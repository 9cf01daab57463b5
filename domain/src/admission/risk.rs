//! Risk assessment

use crate::consensus::ConsensusTag;
use crate::core::error::DomainError;
use crate::core::request::SensitiveOperation;
use crate::core::task::TaskType;
use serde::{Deserialize, Serialize};

/// Risk of returning a result without a human looking at it.
#[derive(Debug, Clone, Copy, PartialEq, Eq, Hash, PartialOrd, Ord, Serialize, Deserialize)]
#[serde(rename_all = "lowercase")]
pub enum RiskLevel {
    Low,
    Medium,
    High,
    Critical,
}

impl RiskLevel {
    pub fn as_str(&self) -> &'static str {
        match self {
            RiskLevel::Low => "low",
            RiskLevel::Medium => "medium",
            RiskLevel::High => "high",
            RiskLevel::Critical => "critical",
        }
    }

    /// One level up, saturating at `Critical`.
    pub fn raised(self) -> Self {
        match self {
            RiskLevel::Low => RiskLevel::Medium,
            RiskLevel::Medium => RiskLevel::High,
            RiskLevel::High | RiskLevel::Critical => RiskLevel::Critical,
        }
    }
}

impl std::fmt::Display for RiskLevel {
    fn fmt(&self, f: &mut std::fmt::Formatter<'_>) -> std::fmt::Result {
        write!(f, "{}", self.as_str())
    }
}

impl std::str::FromStr for RiskLevel {
    type Err = DomainError;

    fn from_str(s: &str) -> Result<Self, Self::Err> {
        match s.trim().to_lowercase().as_str() {
            "low" => Ok(RiskLevel::Low),
            "medium" => Ok(RiskLevel::Medium),
            "high" => Ok(RiskLevel::High),
            "critical" => Ok(RiskLevel::Critical),
            other => Err(DomainError::InvalidRiskLevel(other.to_string())),
        }
    }
}

/// Risk level plus the reasons that produced it.
#[derive(Debug, Clone, PartialEq, Eq, Serialize, Deserialize)]
pub struct RiskAssessment {
    pub level: RiskLevel,
    pub reasons: Vec<String>,
}

impl RiskAssessment {
    pub fn reason_text(&self) -> String {
        self.reasons.join("; ")
    }
}

/// Assess the risk of a synthesized result.
///
/// - task type sets the baseline: basic → low, premium → medium, critical → critical
/// - `below_threshold` raises the level by one
/// - `unverified` forces at least high (human review)
/// - any sensitive operation forces at least high; irreversible ones force critical
pub fn assess_risk(
    task_type: TaskType,
    tags: &[ConsensusTag],
    sensitive: &[SensitiveOperation],
) -> RiskAssessment {
    let mut reasons = Vec::new();

    let mut level = match task_type {
        TaskType::Basic => RiskLevel::Low,
        TaskType::Premium => RiskLevel::Medium,
        TaskType::Critical => RiskLevel::Critical,
    };
    reasons.push(format!("task type {}", task_type));

    if tags.contains(&ConsensusTag::BelowThreshold) {
        level = level.raised();
        reasons.push("consensus below threshold".to_string());
    }

    if tags.contains(&ConsensusTag::Unverified) {
        level = level.max(RiskLevel::High);
        reasons.push("single unverified response".to_string());
    }

    if !sensitive.is_empty() {
        let floor = if sensitive.iter().any(|op| op.is_critical()) {
            RiskLevel::Critical
        } else {
            RiskLevel::High
        };
        level = level.max(floor);
        reasons.push(format!(
            "sensitive operations: {}",
            sensitive
                .iter()
                .map(|op| op.as_str())
                .collect::<Vec<_>>()
                .join(", ")
        ));
    }

    RiskAssessment { level, reasons }
}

EXERCISE DETAILS> Please write out the whole listing exactly as given.

ANSWER BELOW>
repository 9cf01daab57463b5
filename domain/src/admission/risk.rs
//! Risk assessment

use crate::consensus::ConsensusTag;
use crate::core::error::DomainError;
use crate::core::request::SensitiveOperation;
use crate::core::task::TaskType;
use serde::{Deserialize, Serialize};

/// Risk of returning a result without a human looking at it.
#[derive(Debug, Clone, Copy, PartialEq, Eq, Hash, PartialOrd, Ord, Serialize, Deserialize)]
#[serde(rename_all = "lowercase")]
pub enum RiskLevel {
    Low,
    Medium,
    High,
    Critical,
}

impl RiskLevel {
    pub fn as_str(&self) -> &'static str {
        match self {
            RiskLevel::Low => "low",
            RiskLevel::Medium => "medium",
            RiskLevel::High => "high",
            RiskLevel::Critical => "critical",
        }
    }

    /// One level up, saturating at `Critical`.
    pub fn raised(self) -> Self {
        match self {
            RiskLevel::Low => RiskLevel::Medium,
            RiskLevel::Medium => RiskLevel::High,
            RiskLevel::High | RiskLevel::Critical => RiskLevel::Critical,
        }
    }
}

impl std::fmt::Display for RiskLevel {
    fn fmt(&self, f: &mut std::fmt::Formatter<'_>) -> std::fmt::Result {
        write!(f, "{}", self.as_str())
    }
}

impl std::str::FromStr for RiskLevel {
    type Err = DomainError;

    fn from_str(s: &str) -> Result<Self, Self::Err> {
        match s.trim().to_lowercase().as_str() {
            "low" => Ok(RiskLevel::Low),
            "medium" => Ok(RiskLevel::Medium),
            "high" => Ok(RiskLevel::High),
            "critical" => Ok(RiskLevel::Critical),
            other => Err(DomainError::InvalidRiskLevel(other.to_string())),
        }
    }
}

/// Risk level plus the reasons that produced it.
#[derive(Debug, Clone, PartialEq, Eq, Serialize, Deserialize)]
pub struct RiskAssessment {
    pub level: RiskLevel,
    pub reasons: Vec<String>,
}

impl RiskAssessment {
    pub fn reason_text(&self) -> String {
        self.reasons.join("; ")
    }
}

/// Assess the risk of a synthesized result.
///
/// - task type sets the baseline: basic → low, premium → medium, critical → critical
/// - `below_threshold` raises the level by one
/// - `unverified` forces at least high (human review)
/// - any sensitive operation forces at least high; irreversible ones force critical
pub fn assess_risk(
    task_type: TaskType,
    tags: &[ConsensusTag],
    sensitive: &[SensitiveOperation],
) -> RiskAssessment {
    let mut reasons = Vec::new();

    let mut level = match task_type {
        TaskType::Basic => RiskLevel::Low,
        TaskType::Premium => RiskLevel::Medium,
        TaskType::Critical => RiskLevel::Critical,
    };
    reasons.push(format!("task type {}", task_type));

    if tags.contains(&ConsensusTag::BelowThreshold) {
        level = level.raised();
        reasons.push("consensus below threshold".to_string());
    }

    if tags.contains(&ConsensusTag::Unverified) {
        level = level.max(RiskLevel::High);
        reasons.push("single unverified response".to_string());
    }

    if !sensitive.is_empty() {
        let floor = if sensitive.iter().any(|op| op.is_critical()) {
            RiskLevel::Critical
        } else {
            RiskLevel::High
        };
        level = level.max(floor);
        reasons.push(format!(
            "sensitive operations: {}",
            sensitive
                .iter()
                .map(|op| op.as_str())
                .collect::<Vec<_>>()
                .join(", ")
        ));
    }

    RiskAssessment { level, reasons }
}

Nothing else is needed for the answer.